# What you have to do:
Word for word, transcribe the data below from the line with "pub fn confirm(message: &str)" to the line with "pub use config::run_config;", keeping both of those lines.

*** Given entries ***

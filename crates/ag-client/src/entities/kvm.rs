//! Entries of a key value map.
//!
//! A map lives at organization, environment or API proxy level; the scope
//! decides the collection path and the export file name.

use ag_core::ClientConfig;
use serde::{Deserialize, Serialize};

use super::{records_or_envelope, EntityKind, Listing};
use crate::error::ClientResult;

const ENVELOPE: &str = "keyValueEntries";

/// One key value map entry.
#[derive(Debug, Clone, Default, PartialEq, Eq, Serialize, Deserialize)]
pub struct KeyValueEntry {
    /// Entry key.
    pub name: String,
    /// Entry value.
    #[serde(default)]
    pub value: String,
}

/// Level a key value map is defined at.
#[derive(Debug, Clone, PartialEq, Eq)]
pub enum KvmScope {
    /// Organization-level map.
    Org,
    /// Map of the configured environment.
    Env,
    /// Map owned by an API proxy.
    Proxy(String),
}

/// Entries of one key value map.
#[derive(Debug, Clone)]
pub struct KvmEntries {
    map: String,
    scope: KvmScope,
}

impl KvmEntries {
    /// Creates the entry collection of `map` at `scope`.
    pub fn new(map: impl Into<String>, scope: KvmScope) -> Self {
        Self {
            map: map.into(),
            scope,
        }
    }

    /// Map name.
    pub fn map(&self) -> &str {
        &self.map
    }

    /// Map scope.
    pub fn scope(&self) -> &KvmScope {
        &self.scope
    }
}

impl EntityKind for KvmEntries {
    type Record = KeyValueEntry;

    fn label(&self) -> &'static str {
        "kvm entry"
    }

    fn export_file(&self) -> String {
        let scope = match &self.scope {
            KvmScope::Org => "org".to_string(),
            KvmScope::Env => "env".to_string(),
            KvmScope::Proxy(proxy) => format!("proxy_{proxy}"),
        };
        format!("kvm_{scope}_{}_entries.json", self.map)
    }

    fn collection_path(&self, config: &ClientConfig) -> ClientResult<String> {
        let map = urlencoding::encode(&self.map);
        Ok(match &self.scope {
            KvmScope::Org => format!("keyvaluemaps/{map}/entries"),
            KvmScope::Env => format!(
                "environments/{}/keyvaluemaps/{map}/entries",
                urlencoding::encode(config.require_env()?)
            ),
            KvmScope::Proxy(proxy) => format!(
                "apis/{}/keyvaluemaps/{map}/entries",
                urlencoding::encode(proxy)
            ),
        })
    }

    fn page_token_param(&self) -> &'static str {
        "page_token"
    }

    fn parse_listing(&self, body: &[u8]) -> ClientResult<Listing> {
        Listing::from_envelope(body, ENVELOPE, "name")
    }

    fn parse_records(&self, body: &[u8]) -> ClientResult<Vec<KeyValueEntry>> {
        records_or_envelope(body, ENVELOPE)
    }

    fn record_name<'a>(&self, record: &'a KeyValueEntry) -> &'a str {
        &record.name
    }
}
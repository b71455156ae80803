//! Single-entity operations.

use ag_core::ClientConfig;

use crate::entities::EntityKind;
use crate::error::ClientResult;
use crate::transport::{ApiRequest, Transport};

/// Fetches one entity and returns its raw body.
pub async fn get_entity<K: EntityKind>(
    transport: &dyn Transport,
    kind: &K,
    config: &ClientConfig,
    name: &str,
) -> ClientResult<Vec<u8>> {
    let path = kind.entity_path(config, name)?;
    transport
        .send(ApiRequest::get(path))
        .await
        .map_err(|e| e.for_entity(kind.label(), name))
}

/// Deletes one entity.
pub async fn delete_entity<K: EntityKind>(
    transport: &dyn Transport,
    kind: &K,
    config: &ClientConfig,
    name: &str,
) -> ClientResult<()> {
    let path = kind.delete_path(config, name)?;
    transport
        .send(ApiRequest::delete(path))
        .await
        .map_err(|e| e.for_entity(kind.label(), name))?;
    tracing::debug!(kind = kind.label(), name, "deleted");
    Ok(())
}
//! CLI error types.

use ag_client::ClientError;
use thiserror::Error;

/// CLI error type.
#[derive(Debug, Error)]
pub enum CliError {
    /// Configuration error.
    #[error("configuration error: {0}")]
    Config(String),

    /// Invalid argument.
    #[error("invalid argument: {0}")]
    InvalidArgument(String),

    /// Setup error from the core crate.
    #[error(transparent)]
    Core(#[from] ag_core::Error),

    /// Remote or batch failure.
    #[error(transparent)]
    Client(#[from] ClientError),

    /// IO error.
    #[error("IO error: {0}")]
    Io(#[from] std::io::Error),

    /// JSON error.
    #[error("JSON error: {0}")]
    Json(#[from] serde_json::Error),
}

impl From<ag_core::BatchError> for CliError {
    fn from(err: ag_core::BatchError) -> Self {
        Self::Client(ClientError::Batch(err))
    }
}

/// CLI result type.
pub type CliResult<T> = Result<T, CliError>;
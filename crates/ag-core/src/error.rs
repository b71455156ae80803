//! Error handling for apigee-rs core types.
//!
//! These errors cover setup problems that are detected before any remote call
//! is made: bad configuration values and invalid arguments. Remote failures
//! live in `ag-client`.

use thiserror::Error;

/// Result type alias using the core error type.
pub type Result<T> = std::result::Result<T, Error>;

/// Main error type for core operations.
#[derive(Debug, Error)]
pub enum Error {
    /// Configuration error.
    #[error("configuration error: {0}")]
    Config(String),

    /// Validation error.
    #[error("validation error: {0}")]
    Validation(String),
}

impl Error {
    /// Creates a configuration error for a missing required setting.
    #[must_use]
    pub fn missing(setting: &str) -> Self {
        Self::Config(format!("{setting} is required"))
    }
}
//! Output formatting utilities.

use colored::Colorize;
use serde::Serialize;
use tabled::{settings::Style, Table, Tabled};

use crate::config::OutputFormat;

/// Prints a success message.
pub fn success(message: &str) {
    println!("{} {}", "✓".green().bold(), message);
}

/// Prints an error message.
pub fn error(message: &str) {
    eprintln!("{} {}", "✗".red().bold(), message);
}

/// Prints a warning message.
pub fn warning(message: &str) {
    eprintln!("{} {}", "⚠".yellow().bold(), message);
}

/// Prints an info message.
pub fn info(message: &str) {
    println!("{} {}", "ℹ".blue().bold(), message);
}

/// Entity name row for listings.
#[derive(Debug, Clone, Serialize, Tabled)]
pub struct NameRow {
    /// Entity name.
    #[tabled(rename = "Name")]
    pub name: String,
}

/// Outputs rows in the specified format.
pub fn output<T: Tabled + Serialize>(data: &[T], format: OutputFormat) -> crate::CliResult<()> {
    match format {
        OutputFormat::Table => {
            if data.is_empty() {
                info("No results found.");
            } else {
                let table = Table::new(data).with(Style::rounded()).to_string();
                println!("{table}");
            }
        }
        OutputFormat::Json => {
            let json = serde_json::to_string_pretty(data)?;
            println!("{json}");
        }
        OutputFormat::Quiet => {}
    }
    Ok(())
}

/// Outputs a single entity body.
pub fn output_single(body: &[u8], format: OutputFormat) -> crate::CliResult<()> {
    match format {
        OutputFormat::Table | OutputFormat::Json => {
            let value: serde_json::Value = serde_json::from_slice(body)?;
            println!("{}", serde_json::to_string_pretty(&value)?);
        }
        OutputFormat::Quiet => {}
    }
    Ok(())
}

/// Prompts for confirmation.
pub fn confirm(message: &str) -> crate::CliResult<bool> {
    print!("{message} [y/N]: ");
    std::io::Write::flush(&mut std::io::stdout())?;

    let mut input = String::new();
    std::io::stdin().read_line(&mut input)?;

    Ok(is_yes(&input))
}

fn is_yes(input: &str) -> bool {
    let input = input.trim();
    input.eq_ignore_ascii_case("y") || input.eq_ignore_ascii_case("yes")
}
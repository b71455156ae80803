//! Command implementations.

pub mod config;
pub mod entity;

pub use config::run_config;
pub use entity::run_entity;

use ag_client::entities::{
    Apps, Developers, EnvGroups, Keystores, KvmEntries, KvmScope, Products, References, TargetServers,
};

use crate::cli::{Cli, Command, KvmArgs, MapLevel};
use crate::CliConfig;

/// Dispatches a parsed command line.
pub async fn run(cli: Cli, config: &mut CliConfig) -> crate::CliResult<()> {
    let format = config.effective_format(cli.global.format);

    match cli.command {
        Command::Config(cmd) => run_config(cmd, config),
        Command::Targetservers(cmd) => {
            run_entity(cmd, &TargetServers, config.client_config(&cli.global)?, format).await
        }
        Command::References(cmd) => {
            run_entity(cmd, &References, config.client_config(&cli.global)?, format).await
        }
        Command::Keystores(cmd) => {
            run_entity(cmd, &Keystores, config.client_config(&cli.global)?, format).await
        }
        Command::Products(cmd) => {
            run_entity(cmd, &Products, config.client_config(&cli.global)?, format).await
        }
        Command::Developers(cmd) => {
            run_entity(cmd, &Developers, config.client_config(&cli.global)?, format).await
        }
        Command::Apps(cmd) => run_entity(cmd, &Apps, config.client_config(&cli.global)?, format).await,
        Command::Envgroups(cmd) => {
            run_entity(cmd, &EnvGroups, config.client_config(&cli.global)?, format).await
        }
        Command::Kvm(KvmArgs {
            map,
            proxy,
            level,
            command,
        }) => {
            let scope = kvm_scope(proxy, level);
            let kind = KvmEntries::new(map, scope);
            run_entity(command, &kind, config.client_config(&cli.global)?, format).await
        }
    }
}

fn kvm_scope(proxy: Option<String>, level: MapLevel) -> KvmScope {
    match (proxy, level) {
        (Some(proxy), _) => KvmScope::Proxy(proxy),
        (None, MapLevel::Org) => KvmScope::Org,
        (None, MapLevel::Env) => KvmScope::Env,
    }
}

*** End of Given entries ***

# Task result:
pub fn confirm(message: &str) -> crate::CliResult<bool> {
    print!("{message} [y/N]: ");
    std::io::Write::flush(&mut std::io::stdout())?;

    let mut input = String::new();
    std::io::stdin().read_line(&mut input)?;

    Ok(is_yes(&input))
}

fn is_yes(input: &str) -> bool {
    let input = input.trim();
    input.eq_ignore_ascii_case("y") || input.eq_ignore_ascii_case("yes")
}
repository b71455156ae80803
//! Command implementations.

pub mod config;
pub mod entity;

pub use config::run_config;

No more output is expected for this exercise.